(Given information)
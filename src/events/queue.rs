use tokio::sync::{mpsc, oneshot};

use crate::handlers::chat::TurnOutcome;

#[derive(Debug)]
pub enum ChatEvent {
    TurnRequested {
        text: String,
        reply: oneshot::Sender<TurnOutcome>,
    },
}

#[derive(Clone)]
pub struct EventBus {
    tx: mpsc::Sender<ChatEvent>,
}

impl EventBus {
    pub fn new(buffer: usize) -> (Self, mpsc::Receiver<ChatEvent>) {
        let (tx, rx) = mpsc::channel(buffer);
        (Self { tx }, rx)
    }

    /// Queues a turn and waits for it to finish. `None` once the worker is gone.
    pub async fn submit(&self, text: impl Into<String>) -> Option<TurnOutcome> {
        let (reply, done) = oneshot::channel();
        self.tx
            .send(ChatEvent::TurnRequested {
                text: text.into(),
                reply,
            })
            .await
            .ok()?;
        done.await.ok()
    }
}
(End Given information)
● Task item: Could every entry above be printed again, word for word?

● Result for this exercise:
filename src/events/queue.rs
use tokio::sync::{mpsc, oneshot};

use crate::handlers::chat::TurnOutcome;

#[derive(Debug)]
pub enum ChatEvent {
    TurnRequested {
        text: String,
        reply: oneshot::Sender<TurnOutcome>,
    },
}

#[derive(Clone)]
pub struct EventBus {
    tx: mpsc::Sender<ChatEvent>,
}

impl EventBus {
    pub fn new(buffer: usize) -> (Self, mpsc::Receiver<ChatEvent>) {
        let (tx, rx) = mpsc::channel(buffer);
        (Self { tx }, rx)
    }

    /// Queues a turn and waits for it to finish. `None` once the worker is gone.
    pub async fn submit(&self, text: impl Into<String>) -> Option<TurnOutcome> {
        let (reply, done) = oneshot::channel();
        self.tx
            .send(ChatEvent::TurnRequested {
                text: text.into(),
                reply,
            })
            .await
            .ok()?;
        done.await.ok()
    }
}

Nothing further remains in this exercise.